Could you count the lines in the entries beneath that hold the word "Result"? Respond with the number alone.

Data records
-- Opening Marker --
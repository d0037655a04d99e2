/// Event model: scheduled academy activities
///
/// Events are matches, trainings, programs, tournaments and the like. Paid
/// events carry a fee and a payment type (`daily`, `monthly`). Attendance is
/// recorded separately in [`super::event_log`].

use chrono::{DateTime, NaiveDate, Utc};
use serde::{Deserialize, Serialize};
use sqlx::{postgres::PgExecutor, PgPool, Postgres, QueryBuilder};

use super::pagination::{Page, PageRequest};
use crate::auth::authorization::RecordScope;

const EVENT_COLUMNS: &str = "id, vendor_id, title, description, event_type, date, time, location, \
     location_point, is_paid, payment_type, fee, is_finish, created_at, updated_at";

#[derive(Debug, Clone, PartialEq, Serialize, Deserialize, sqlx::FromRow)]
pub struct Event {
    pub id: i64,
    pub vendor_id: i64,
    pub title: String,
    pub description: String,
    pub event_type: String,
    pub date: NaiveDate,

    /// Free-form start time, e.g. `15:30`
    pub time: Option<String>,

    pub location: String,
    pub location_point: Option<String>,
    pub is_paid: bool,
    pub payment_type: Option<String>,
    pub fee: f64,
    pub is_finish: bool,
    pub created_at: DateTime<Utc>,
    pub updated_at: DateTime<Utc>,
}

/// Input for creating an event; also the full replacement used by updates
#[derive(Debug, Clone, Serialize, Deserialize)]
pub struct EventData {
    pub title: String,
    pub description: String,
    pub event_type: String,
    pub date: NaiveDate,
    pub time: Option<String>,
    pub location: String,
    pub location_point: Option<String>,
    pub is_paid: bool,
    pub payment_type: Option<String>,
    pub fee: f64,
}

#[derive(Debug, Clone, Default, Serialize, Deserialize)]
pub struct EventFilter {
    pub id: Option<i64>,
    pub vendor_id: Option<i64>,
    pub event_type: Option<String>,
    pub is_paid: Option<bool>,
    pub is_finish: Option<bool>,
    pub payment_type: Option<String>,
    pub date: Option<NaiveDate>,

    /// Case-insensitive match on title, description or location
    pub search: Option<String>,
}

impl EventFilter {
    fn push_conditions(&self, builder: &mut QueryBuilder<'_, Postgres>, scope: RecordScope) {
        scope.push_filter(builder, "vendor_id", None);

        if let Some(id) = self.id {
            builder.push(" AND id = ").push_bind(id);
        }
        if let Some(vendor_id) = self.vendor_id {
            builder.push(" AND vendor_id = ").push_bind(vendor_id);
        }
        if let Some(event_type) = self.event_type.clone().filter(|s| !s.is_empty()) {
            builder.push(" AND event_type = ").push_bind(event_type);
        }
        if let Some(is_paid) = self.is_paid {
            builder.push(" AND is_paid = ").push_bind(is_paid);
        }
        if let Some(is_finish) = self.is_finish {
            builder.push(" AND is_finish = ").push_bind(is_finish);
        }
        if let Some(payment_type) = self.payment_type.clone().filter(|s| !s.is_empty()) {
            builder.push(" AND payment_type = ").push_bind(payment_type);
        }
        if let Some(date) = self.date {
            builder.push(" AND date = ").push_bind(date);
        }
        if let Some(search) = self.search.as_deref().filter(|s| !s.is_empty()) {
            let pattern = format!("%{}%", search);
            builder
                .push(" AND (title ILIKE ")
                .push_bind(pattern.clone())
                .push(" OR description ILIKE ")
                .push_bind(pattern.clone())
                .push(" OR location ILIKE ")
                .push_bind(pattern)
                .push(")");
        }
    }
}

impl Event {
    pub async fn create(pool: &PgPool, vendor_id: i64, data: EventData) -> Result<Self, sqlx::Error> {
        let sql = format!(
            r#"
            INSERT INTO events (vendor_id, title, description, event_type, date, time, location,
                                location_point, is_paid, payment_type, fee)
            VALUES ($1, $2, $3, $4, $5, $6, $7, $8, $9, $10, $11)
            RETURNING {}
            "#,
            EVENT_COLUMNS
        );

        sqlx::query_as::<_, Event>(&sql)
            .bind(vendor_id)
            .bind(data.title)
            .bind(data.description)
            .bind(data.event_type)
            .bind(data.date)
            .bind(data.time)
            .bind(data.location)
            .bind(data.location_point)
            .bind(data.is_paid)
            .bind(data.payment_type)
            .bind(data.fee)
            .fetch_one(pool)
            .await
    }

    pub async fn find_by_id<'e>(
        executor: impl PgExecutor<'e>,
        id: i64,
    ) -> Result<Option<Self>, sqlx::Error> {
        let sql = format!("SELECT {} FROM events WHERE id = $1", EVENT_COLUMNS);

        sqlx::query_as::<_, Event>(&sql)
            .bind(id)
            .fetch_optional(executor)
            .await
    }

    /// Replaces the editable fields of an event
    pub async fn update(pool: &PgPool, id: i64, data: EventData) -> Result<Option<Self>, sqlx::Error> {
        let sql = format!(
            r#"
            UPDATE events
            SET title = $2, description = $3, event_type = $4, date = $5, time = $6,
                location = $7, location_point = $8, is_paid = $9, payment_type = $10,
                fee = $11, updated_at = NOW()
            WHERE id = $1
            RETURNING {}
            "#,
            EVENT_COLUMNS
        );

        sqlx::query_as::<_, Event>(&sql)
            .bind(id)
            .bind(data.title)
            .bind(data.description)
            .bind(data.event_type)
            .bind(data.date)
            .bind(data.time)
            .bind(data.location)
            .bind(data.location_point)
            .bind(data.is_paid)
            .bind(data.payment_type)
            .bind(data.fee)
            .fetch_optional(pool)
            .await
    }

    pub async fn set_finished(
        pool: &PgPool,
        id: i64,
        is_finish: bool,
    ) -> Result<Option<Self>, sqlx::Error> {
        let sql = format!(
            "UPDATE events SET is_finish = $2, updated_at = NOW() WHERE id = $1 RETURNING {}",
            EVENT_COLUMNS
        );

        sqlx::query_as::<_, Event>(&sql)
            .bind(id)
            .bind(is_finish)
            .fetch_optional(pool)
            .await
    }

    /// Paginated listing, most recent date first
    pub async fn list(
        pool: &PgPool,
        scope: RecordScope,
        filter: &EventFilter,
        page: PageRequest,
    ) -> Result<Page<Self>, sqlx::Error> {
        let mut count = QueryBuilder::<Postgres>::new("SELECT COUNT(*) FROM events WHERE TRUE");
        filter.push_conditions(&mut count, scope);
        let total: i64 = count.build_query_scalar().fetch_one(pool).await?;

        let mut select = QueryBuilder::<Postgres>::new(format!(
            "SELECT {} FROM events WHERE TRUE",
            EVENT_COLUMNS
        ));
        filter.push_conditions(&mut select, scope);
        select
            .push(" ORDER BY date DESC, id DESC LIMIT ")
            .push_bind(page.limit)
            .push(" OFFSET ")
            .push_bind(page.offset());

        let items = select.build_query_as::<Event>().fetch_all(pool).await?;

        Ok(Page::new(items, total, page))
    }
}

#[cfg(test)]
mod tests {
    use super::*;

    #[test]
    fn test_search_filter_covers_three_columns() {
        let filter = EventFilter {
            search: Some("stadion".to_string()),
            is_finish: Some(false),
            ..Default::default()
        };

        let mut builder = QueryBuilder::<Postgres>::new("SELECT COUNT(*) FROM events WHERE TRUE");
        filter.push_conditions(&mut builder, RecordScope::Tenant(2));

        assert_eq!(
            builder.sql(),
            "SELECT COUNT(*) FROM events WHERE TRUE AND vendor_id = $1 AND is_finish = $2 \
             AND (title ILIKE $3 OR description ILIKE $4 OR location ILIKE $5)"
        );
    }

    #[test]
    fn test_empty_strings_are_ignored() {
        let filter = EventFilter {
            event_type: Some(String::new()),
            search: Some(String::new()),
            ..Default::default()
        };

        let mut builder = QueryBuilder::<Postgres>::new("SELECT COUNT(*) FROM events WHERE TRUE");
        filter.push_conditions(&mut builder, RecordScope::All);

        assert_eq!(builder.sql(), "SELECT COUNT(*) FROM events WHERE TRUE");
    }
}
-- Closing Marker --
Task response
5